Eventually in year 5 he had a teacher who it didn't work with-and he reckoned he did 5 years worth of work in about 5 weeks to catch up!

However what also came into play was that he had two older sisters who were very bright. And his parents thought he was very bright. When he actually worked it was found he was bright, but not very bright-no where near his sisters. What he said (years later) was that he realised pretty early on that he was not going to be achieving like them, and so chose not to work so his parents were not disappointed realising he wasn't going to achieve like they expected.
Actually he's very successful in his field now, but back then the lack of work was to cover up that he couldn't do it, and with his parental pressure that was preferable.

LegAKimboGo Tue 21-May-13 11:10:29

Once again thank you, you have all made good points. My experience of children and primary education is based on a sample of two, your viewpoints take into consideration hundreds if not thousands of different kinds of kids, 'cute' was a clumsy way of trying to convey the type of child I'm thinking of, Stairtail summed it up for me.

We're really worried about the writing so we've started on 'Write from the Start' this has so far been very popular.

I'm not going to say anything at school, I can't articulate our concerns properly and I don't want to come over as mad/pushy/disrespectful.

The teacher has several very challenging kids and lots of pushy pfb mums in the class so I've a feeling that she can't wait to see the back of this lot. No idea who they've got next year but a fresh start, no expectations....

At home DD chooses to do Maths work so I'll continue to encourage that and really drum into her how successful she is and it's ok to get stuff wrong - in the hope this will improve her confidence in class.

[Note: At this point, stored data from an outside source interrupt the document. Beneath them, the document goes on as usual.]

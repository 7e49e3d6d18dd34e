//! Filesystem-based implementation of the object storage contract.

mod config;

use std::{
  collections::HashMap,
  io,
  path::{Path, PathBuf},
  time::Duration,
};

use async_trait::async_trait;
use bytes::Bytes;
use chrono::{DateTime, Utc};
use serde::{Deserialize, Serialize};
use storage_core::{
  AddressResolver, BlobKey, ContainerOptions, ListOptions, ObjectStorageLike,
  StorageError, StorageResult, StoredObject, UploadPolicy, mime,
};
use tokio::fs;
use tracing::{debug, error, info, instrument, warn};

pub use self::config::{
  DEFAULT_BASE_PATH, DEFAULT_BASE_URL, DEFAULT_FOLDER, LocalConfig,
};

/// Suffix of the sidecar file holding an object's metadata.
const SIDECAR_SUFFIX: &str = ".meta";

/// Metadata persisted next to each object, standing in for native object
/// metadata.
#[derive(Debug, Clone, Serialize, Deserialize)]
struct SidecarMetadata {
  content_type: String,
  size:         u64,
  etag:         String,
  created_at:   DateTime<Utc>,
  updated_at:   DateTime<Utc>,
  #[serde(default)]
  metadata:     HashMap<String, String>,
}

/// Filesystem-based implementation of [`ObjectStorageLike`].
///
/// Objects are files under the root directory; each object's metadata lives
/// in a JSON sidecar file next to it. Addresses are URLs under the configured
/// base URL.
#[derive(Debug, Clone)]
pub struct LocalStorage {
  /// Absolute root directory
  root_path: PathBuf,
  config:    LocalConfig,
  resolver:  AddressResolver,
}

impl LocalStorage {
  /// Creates a new filesystem-based storage.
  ///
  /// # Errors
  /// Returns an error if the root directory cannot be created.
  #[instrument(skip(config), fields(path = ?config.base_path))]
  pub async fn new(config: LocalConfig) -> StorageResult<Self> {
    info!("Creating filesystem object storage");

    fs::create_dir_all(&config.base_path).await.map_err(|e| {
      error!(error = ?e, "Failed to create root directory");
      StorageError::Configuration(miette::miette!(
        "could not create local storage root {}: {e}",
        config.base_path.display()
      ))
    })?;
    let root_path = std::path::absolute(&config.base_path)?;

    let mut resolver = AddressResolver::new("local", config.folder.clone())
      .with_prefix(config.trimmed_base_url())
      .with_prefix(format!("file://{}", root_path.display()));
    if let Some(server_path) = config.server_path() {
      resolver = resolver.with_prefix(server_path);
    }

    Ok(Self {
      root_path,
      config,
      resolver,
    })
  }

  /// The absolute root directory.
  #[must_use]
  pub fn root_path(&self) -> &Path { &self.root_path }

  /// Returns the file path for a given key
  #[must_use]
  pub fn blob_path(&self, key: &BlobKey) -> PathBuf {
    self.root_path.join(key.as_str())
  }

  /// Returns the sidecar path for a given key
  fn metadata_path(&self, key: &BlobKey) -> PathBuf {
    self
      .root_path
      .join(format!("{}{SIDECAR_SUFFIX}", key.as_str()))
  }

  /// Computes the MD5 hash of data
  fn compute_etag(data: &[u8]) -> String { format!("{:x}", md5::compute(data)) }

  /// Reads metadata from a sidecar file
  async fn read_metadata(
    &self,
    key: &BlobKey,
  ) -> StorageResult<SidecarMetadata> {
    let metadata_path = self.metadata_path(key);

    let content = fs::read_to_string(&metadata_path).await?;

    serde_json::from_str(&content).map_err(|e| {
      warn!(error = ?e, path = ?metadata_path, "Failed to parse sidecar JSON");
      StorageError::Metadata(miette::miette!(
        "Failed to parse sidecar {}: {e}",
        metadata_path.display()
      ))
    })
  }

  /// Writes metadata to a sidecar file
  async fn write_metadata(
    &self,
    key: &BlobKey,
    metadata: &SidecarMetadata,
  ) -> StorageResult<()> {
    let metadata_path = self.metadata_path(key);

    let content = serde_json::to_string_pretty(metadata).map_err(|e| {
      error!(error = ?e, "Failed to serialize sidecar metadata");
      StorageError::Upload(miette::miette!(
        "Failed to serialize metadata: {e}"
      ))
    })?;

    fs::write(&metadata_path, content).await.map_err(|e| {
      error!(error = ?e, path = ?metadata_path, "Failed to write sidecar file");
      StorageError::Upload(miette::miette!(
        "Failed to write sidecar {}: {e}",
        metadata_path.display()
      ))
    })
  }

  /// Builds a [`StoredObject`], preferring the sidecar and falling back to
  /// filesystem attributes.
  async fn describe(
    &self,
    key: &BlobKey,
    blob_path: &Path,
  ) -> StorageResult<StoredObject> {
    let address = self.public_url(key);

    match self.read_metadata(key).await {
      Ok(sidecar) => Ok(StoredObject {
        address,
        key: key.clone(),
        size: sidecar.size,
        content_type: Some(sidecar.content_type),
        created_at: Some(sidecar.created_at),
        updated_at: Some(sidecar.updated_at),
        etag: Some(sidecar.etag),
        metadata: sidecar.metadata,
      }),
      Err(e) => {
        debug!(error = %e, "Sidecar unavailable, using filesystem attributes");
        let file_metadata = fs::metadata(blob_path).await.map_err(|e| {
          if e.kind() == io::ErrorKind::NotFound {
            StorageError::NotFound(key.clone())
          } else {
            error!(error = ?e, path = ?blob_path, "Failed to read file metadata");
            StorageError::Metadata(miette::miette!(
              "Failed to stat {}: {e}",
              blob_path.display()
            ))
          }
        })?;

        Ok(StoredObject {
          address,
          key: key.clone(),
          size: file_metadata.len(),
          content_type: mime::guess_content_type(key.as_str())
            .map(ToOwned::to_owned),
          created_at: file_metadata.created().ok().map(DateTime::from),
          updated_at: file_metadata.modified().ok().map(DateTime::from),
          etag: None,
          metadata: HashMap::new(),
        })
      }
    }
  }

  /// Converts a path under the root into a key with `/` separators.
  fn key_for_path(&self, path: &Path) -> Option<BlobKey> {
    let relative = path.strip_prefix(&self.root_path).ok()?;
    let parts: Vec<_> = relative
      .components()
      .map(|c| c.as_os_str().to_string_lossy().into_owned())
      .collect();
    Some(BlobKey::new(parts.join("/")))
  }
}

#[async_trait]
impl ObjectStorageLike for LocalStorage {
  fn provider_name(&self) -> &'static str { "local" }

  fn upload_policy(&self) -> &UploadPolicy { &self.config.policy }

  fn folder(&self) -> &str { self.resolver.folder() }

  fn public_url(&self, key: &BlobKey) -> String {
    format!("{}/{}", self.config.trimmed_base_url(), key.as_str())
  }

  fn scheme_address(&self, key: &BlobKey) -> String {
    format!("file://{}", self.blob_path(key).display())
  }

  fn resolve_address(&self, address: &str) -> StorageResult<BlobKey> {
    self.resolver.resolve(address)
  }

  fn recognizes(&self, address: &str) -> bool {
    self.resolver.recognizes(address)
  }

  #[instrument(
    skip(self, data, metadata),
    fields(key = %key, size = data.len()),
    err
  )]
  async fn put_object(
    &self,
    key: &BlobKey,
    data: Bytes,
    content_type: &str,
    metadata: &HashMap<String, String>,
    _public: bool,
  ) -> StorageResult<()> {
    debug!("Writing object file");

    let blob_path = self.blob_path(key);

    // Create parent directories if they don't exist
    if let Some(parent) = blob_path.parent() {
      fs::create_dir_all(parent).await.map_err(|e| {
        error!(error = ?e, "Failed to create parent directories");
        StorageError::Upload(miette::miette!(
          "Failed to create {}: {e}",
          parent.display()
        ))
      })?;
    }

    fs::write(&blob_path, &data).await.map_err(|e| {
      error!(error = ?e, path = ?blob_path, "Failed to write object file");
      StorageError::Upload(miette::miette!(
        "Failed to write {}: {e}",
        blob_path.display()
      ))
    })?;

    let now = Utc::now();
    let sidecar = SidecarMetadata {
      content_type: content_type.to_owned(),
      size:         data.len() as u64,
      etag:         Self::compute_etag(&data),
      created_at:   now,
      updated_at:   now,
      metadata:     metadata.clone(),
    };

    if let Err(e) = self.write_metadata(key, &sidecar).await {
      // an object without its sidecar would still be served, so undo it
      let _ = fs::remove_file(&blob_path).await;
      return Err(e);
    }

    info!("Object written successfully");
    Ok(())
  }

  #[instrument(skip(self), err)]
  async fn fetch(&self, address: &str) -> StorageResult<Bytes> {
    let key = self.resolve_address(address)?;
    let blob_path = self.blob_path(&key);

    let data = fs::read(&blob_path).await.map_err(|e| {
      if e.kind() == io::ErrorKind::NotFound {
        StorageError::NotFound(key.clone())
      } else {
        error!(error = ?e, path = ?blob_path, "Failed to read object file");
        StorageError::Metadata(miette::miette!(
          "Failed to read {}: {e}",
          blob_path.display()
        ))
      }
    })?;

    debug!(size = data.len(), "Read object file");
    Ok(Bytes::from(data))
  }

  #[instrument(skip(self), err)]
  async fn delete(&self, address: &str) -> StorageResult<bool> {
    let key = self.resolve_address(address)?;
    let blob_path = self.blob_path(&key);
    let metadata_path = self.metadata_path(&key);

    let removed = match fs::remove_file(&blob_path).await {
      Ok(()) => true,
      Err(e) if e.kind() == io::ErrorKind::NotFound => {
        warn!(path = ?blob_path, "Object file already absent");
        false
      }
      Err(e) => {
        error!(error = ?e, path = ?blob_path, "Failed to delete object file");
        return Err(StorageError::Delete(miette::miette!(
          "Failed to delete {}: {e}",
          blob_path.display()
        )));
      }
    };

    match fs::remove_file(&metadata_path).await {
      Ok(()) => {}
      Err(e) if e.kind() == io::ErrorKind::NotFound => {}
      Err(e) => {
        warn!(error = ?e, path = ?metadata_path, "Failed to delete sidecar file");
      }
    }

    info!(removed, "Object deleted");
    Ok(removed)
  }

  #[instrument(skip(self), err)]
  async fn stat(&self, address: &str) -> StorageResult<StoredObject> {
    let key = self.resolve_address(address)?;
    let blob_path = self.blob_path(&key);

    if !fs::try_exists(&blob_path).await.unwrap_or(false) {
      debug!("Object not found");
      return Err(StorageError::NotFound(key));
    }

    self.describe(&key, &blob_path).await
  }

  #[instrument(skip(self), fields(ttl_secs = ttl.as_secs()), err)]
  async fn sign(&self, address: &str, ttl: Duration) -> StorageResult<String> {
    // no signing on local disk, hand out the public URL instead
    let key = self.resolve_address(address)?;
    debug!("Local storage cannot sign URLs, returning public URL");
    Ok(self.public_url(&key))
  }

  async fn exists(&self, address: &str) -> bool {
    let Ok(key) = self.resolve_address(address) else {
      return false;
    };
    fs::metadata(self.blob_path(&key))
      .await
      .is_ok_and(|m| m.is_file())
  }

  #[instrument(skip(self), err)]
  async fn enumerate(
    &self,
    prefix: Option<&str>,
    options: ListOptions,
  ) -> StorageResult<Vec<StoredObject>> {
    let prefix = match prefix {
      Some(p) => p.trim_start_matches('/').to_owned(),
      None => format!("{}/", self.folder()),
    };
    let limit = options.effective_limit();

    // walk from the deepest directory the prefix fully names
    let start_dir = match prefix.rfind('/') {
      Some(idx) => self.root_path.join(&prefix[..idx]),
      None => self.root_path.clone(),
    };

    let mut keys = Vec::new();
    let mut pending = vec![start_dir];
    while let Some(dir) = pending.pop() {
      let mut entries = match fs::read_dir(&dir).await {
        Ok(entries) => entries,
        Err(e) if e.kind() == io::ErrorKind::NotFound => continue,
        Err(e) => {
          error!(error = ?e, path = ?dir, "Failed to read directory");
          return Err(StorageError::Listing(miette::miette!(
            "Failed to read {}: {e}",
            dir.display()
          )));
        }
      };

      while let Some(entry) = entries.next_entry().await? {
        let path = entry.path();
        let file_type = entry.file_type().await?;
        if file_type.is_dir() {
          pending.push(path);
          continue;
        }
        if path.to_string_lossy().ends_with(SIDECAR_SUFFIX) {
          continue;
        }
        let Some(key) = self.key_for_path(&path) else {
          continue;
        };
        if key.as_str().starts_with(&prefix) {
          keys.push((key, path));
        }
      }
    }

    // the limit applies to the first keys in order, not to walk order
    keys.sort_by(|a, b| a.0.as_str().cmp(b.0.as_str()));
    keys.truncate(limit);

    let mut objects = Vec::with_capacity(keys.len());
    for (key, path) in keys {
      objects.push(self.describe(&key, &path).await?);
    }

    debug!(count = objects.len(), "Enumerated objects");
    Ok(objects)
  }

  #[instrument(skip(self), err)]
  async fn ensure_container(
    &self,
    _options: ContainerOptions,
  ) -> StorageResult<()> {
    let dir = self.root_path.join(self.folder());
    fs::create_dir_all(&dir).await.map_err(|e| {
      error!(error = ?e, path = ?dir, "Failed to create folder");
      StorageError::Container(miette::miette!(
        "Failed to create {}: {e}",
        dir.display()
      ))
    })?;
    info!(path = ?dir, "Local folder ready");
    Ok(())
  }
}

Floggingmolly Tue 21-May-13 11:10:44

If a teacher needs to be warned not to "take any shit" from the kids; they're in the wrong job.
Your dd under performing in school doesn't necessarily mean she's getting out of work by being charming; just that she's assumed to be less able than you think she is.
It's up to you to get her back on track.

LegAKimboGo Tue 21-May-13 11:14:09

And yes, my family are Irish, never realised that cute in England was more along the US lines - makes me wonder what else I've been getting wrong...

I think if you have warned the teachers "not to take any shit" which is a mind-boggling phrase to use to be honest, they will most likely have taken this to be bad behavior rather than laziness.

Sounds to me like your dd is tailoring her school work to the level generally in class or just below? If you know the level she works at, and she underperforms in school, I would not worry yet, but articulate your concerns to the teachers, maybe at next parents evening, without using the phrase "take any shit". Maybe suggest you are concerned about the difference in her performance at school and at home, and give examples.

Seraphin Wed 22-May-13 16:54:26

This sounds an extremely familiar story.

DD was stretched in Reception, worked hard and did well. In Yr 1 the teacher thought she was doing just fine thanks, and as a result she quickly worked out how little she could get away with doing throughout the day without getting into trouble.

Yr 1 teacher blamed her lack of progress on a variety of special needs and unrealistic explanations. Investigations followed that turned up a complete blank.

Surprise surprise, the Yr 2 teacher is stretching her again and her progress has improved dramatically.

This may be heresy, but even if most primary school teachers are excellent that means that there will always be some who aren't very good. Stick at it and most importantly keep their love for learning alive. If they learn they can coast early it will cause all sorts of problems later on.

clam Wed 22-May-13 19:06:20

We've had a sort of similar situation with dd. Not "cute" in the way you describe, but she's bright and hides behind a charming smile, sweet nature and ditzy "blonde" behaviour (she's a brunette!) Every single year since Reception (she's now in Y10) we've had to ask the teachers to push her and not accept her giving up and sighing and saying "but I just don't get it" when we know that, IQ wise at least, she's technically brighter than her very high-achieving older brother.
I feel your pain. It's very frustrating.